Rébellion touarègue : pourquoi le Mali suspecte la France de jouer double jeu

Alimentée par les déclarations de certains ministres français, la tension entre le Mali et la France est montée d’un cran avec le déclenchement de la rébellion touarègue, le 17 janvier dernier. Bamako suspecte Paris d’avoir fait un « deal » avec le MNLA. Explications.

Amadou Toumani Touré et Nicolas Sarkozy surmonteront-ils les tensions entre leurs pays ? © AFP/Montage J.A.

Amadou Toumani Touré et Nicolas Sarkozy surmonteront-ils les tensions entre leurs pays ? © AFP/Montage J.A.

Publié le 9 mars 2012 Lecture : 2 minutes.

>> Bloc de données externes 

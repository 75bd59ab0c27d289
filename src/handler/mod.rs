//! HTTP surface for the Package Health Agent
//!
//! One externally triggerable operation (`POST /audit`) plus liveness and
//! metrics endpoints. The audit response body is the exact shape consumed by
//! the admin dashboard; errors carry a message and, for internal failures,
//! diagnostic detail.

pub mod middleware;
pub mod routes;

pub use middleware::request_id_middleware;
pub use routes::{create_router, AppState};

use axum::{
    http::StatusCode,
    response::{IntoResponse, Response},
    Json,
};
use serde::{Deserialize, Serialize};

use crate::error::AuditError;
use crate::model::HealthReport;

/// Body of a successful `POST /audit` response
#[derive(Debug, Clone, Serialize, Deserialize)]
pub struct AuditRunResponse {
    /// Number of records scanned
    pub total_packages: usize,
    /// Number of records that received at least one automatic fix
    pub auto_fixed: usize,
    /// Number of flagged issues requiring manual review
    pub needs_attention: usize,
    /// One line per applied fix
    pub fixes: Vec<String>,
    /// One line per flagged issue
    pub issues: Vec<String>,
    /// Rendered human-readable summary
    pub report: String,
}

impl From<&HealthReport> for AuditRunResponse {
    fn from(report: &HealthReport) -> Self {
        Self {
            total_packages: report.total_packages,
            auto_fixed: report.auto_fixed,
            needs_attention: report.needs_attention,
            fixes: report.fixes.clone(),
            issues: report.issues.clone(),
            report: report.summary.clone(),
        }
    }
}

/// Error body returned on failed requests
#[derive(Debug, Clone, Serialize, Deserialize)]
pub struct ErrorBody {
    /// Human-readable error message
    pub error: String,
    /// Diagnostic detail, present on internal failures
    #[serde(skip_serializing_if = "Option::is_none")]
    pub detail: Option<String>,
}

/// API error types with their HTTP mappings
#[derive(Debug)]
pub enum ApiError {
    /// Caller lacks the admin role
    Forbidden(String),
    /// Audit aborted by an internal failure
    Internal { message: String, detail: String },
}

impl ApiError {
    /// HTTP status for this error
    pub fn status_code(&self) -> StatusCode {
        match self {
            ApiError::Forbidden(_) => StatusCode::FORBIDDEN,
            ApiError::Internal { .. } => StatusCode::INTERNAL_SERVER_ERROR,
        }
    }
}

impl From<AuditError> for ApiError {
    fn from(err: AuditError) -> Self {
        match &err {
            AuditError::Forbidden { .. } => ApiError::Forbidden(err.to_string()),
            _ => ApiError::Internal {
                message: "package health audit failed".to_string(),
                detail: err.to_string(),
            },
        }
    }
}

impl IntoResponse for ApiError {
    fn into_response(self) -> Response {
        let status = self.status_code();
        let body = match self {
            ApiError::Forbidden(message) => ErrorBody {
                error: message,
                detail: None,
            },
            ApiError::Internal { message, detail } => ErrorBody {
                error: message,
                detail: Some(detail),
            },
        };
        (status, Json(body)).into_response()
    }
}

/// Liveness response for `GET /health`
#[derive(Debug, Clone, Serialize, Deserialize)]
pub struct HealthResponse {
    /// `healthy` when the store is reachable, `degraded` otherwise
    pub status: String,
    /// Whether the record store answered its liveness probe
    pub store_reachable: bool,
    /// Timestamp of the probe (ISO 8601)
    pub timestamp: String,
    /// Agent version
    pub version: String,
}

#[cfg(test)]
mod tests {
    use super::*;
    use crate::auth::CallerRole;
    use chrono::Utc;

    #[test]
    fn test_audit_response_from_report() {
        let report = HealthReport::from_run(
            Utc::now(),
            3,
            1,
            vec!["fixed one".to_string()],
            vec!["issue one".to_string(), "issue two".to_string()],
        );
        let response = AuditRunResponse::from(&report);
        assert_eq!(response.total_packages, 3);
        assert_eq!(response.auto_fixed, 1);
        assert_eq!(response.needs_attention, 2);
        assert_eq!(response.report, report.summary);
    }

    #[test]
    fn test_forbidden_maps_to_403() {
        let err: ApiError = AuditError::Forbidden {
            subject: "nobody".to_string(),
            role: CallerRole::Anonymous,
        }
        .into();
        assert_eq!(err.status_code(), StatusCode::FORBIDDEN);
    }

    #[test]
    fn test_store_error_maps_to_500_with_detail() {
        let err: ApiError =
            AuditError::from(crate::client::StoreError::Http("boom".to_string())).into();
        assert_eq!(err.status_code(), StatusCode::INTERNAL_SERVER_ERROR);
        match err {
            ApiError::Internal { detail, .. } => assert!(detail.contains("boom")),
            other => panic!("expected internal error, got {:?}", other),
        }
    }
}
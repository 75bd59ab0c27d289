//! Active-packages presence rule

use serde_json::{json, Value};

use super::{present, AuditRule, RuleAction};
use crate::model::PackageConfig;

/// Defaults `activePackages` when the field is entirely absent.
///
/// Unlike the dual-mode text fields, a present value is accepted in any
/// shape; this rule only restores the field for records that never had it.
pub struct ActivePackagesRule;

fn default_active_packages() -> Value {
    json!({
        "onetime": ["starter", "growth", "premium"],
        "retainer": ["starter", "growth", "premium"],
    })
}

impl AuditRule for ActivePackagesRule {
    fn id(&self) -> &str {
        "active_packages"
    }

    fn name(&self) -> &str {
        "Active packages presence"
    }

    fn description(&self) -> &str {
        "Restores a default set of enabled tiers when activePackages is absent"
    }

    fn evaluate(&self, record: &PackageConfig) -> Vec<RuleAction> {
        if present(record.active_packages.as_ref()).is_some() {
            return vec![];
        }

        vec![RuleAction::Repair {
            field: "activePackages",
            value: default_active_packages(),
            description: format!(
                "{}: activePackages was missing, enabled starter/growth/premium for both modes",
                record.label()
            ),
        }]
    }
}

#[cfg(test)]
mod tests {
    use super::*;
    use serde_json::json;

    #[test]
    fn test_absent_gets_default_tiers() {
        let record = PackageConfig::with_id("rec_active");
        let actions = ActivePackagesRule.evaluate(&record);

        assert_eq!(actions.len(), 1);
        match &actions[0] {
            RuleAction::Repair { field, value, .. } => {
                assert_eq!(*field, "activePackages");
                assert_eq!(value["onetime"], json!(["starter", "growth", "premium"]));
                assert_eq!(value["retainer"], json!(["starter", "growth", "premium"]));
            }
            other => panic!("expected repair, got {:?}", other),
        }
    }

    #[test]
    fn test_present_value_untouched_in_any_shape() {
        // Canonical shape
        let mut record = PackageConfig::with_id("rec_active");
        record.active_packages = Some(json!({"onetime": ["starter"], "retainer": []}));
        assert!(ActivePackagesRule.evaluate(&record).is_empty());

        // Legacy flat list is also left alone; presence is all this rule checks
        record.active_packages = Some(json!(["starter", "elite"]));
        assert!(ActivePackagesRule.evaluate(&record).is_empty());
    }
}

C’est un haut gradé de l’armée malienne, un habitué de la présidence, qui parle. « Pour nous, Mohamed Ag Najem [le chef d’état-major de la rébellion touarègue, NDLR] a fait un compromis avec l’Otan et la France en abandonnant Kadhafi en pleine crise libyenne, affirme-t-il. Le marché était que s’il quittait le sud de la Libye, la France l’aiderait au mieux dans ses revendications au Mali. En plus, Paris a fait en sorte que Niamey ferme les yeux sur le passage du convoi de Ag Najem en direction du Nord Mali ».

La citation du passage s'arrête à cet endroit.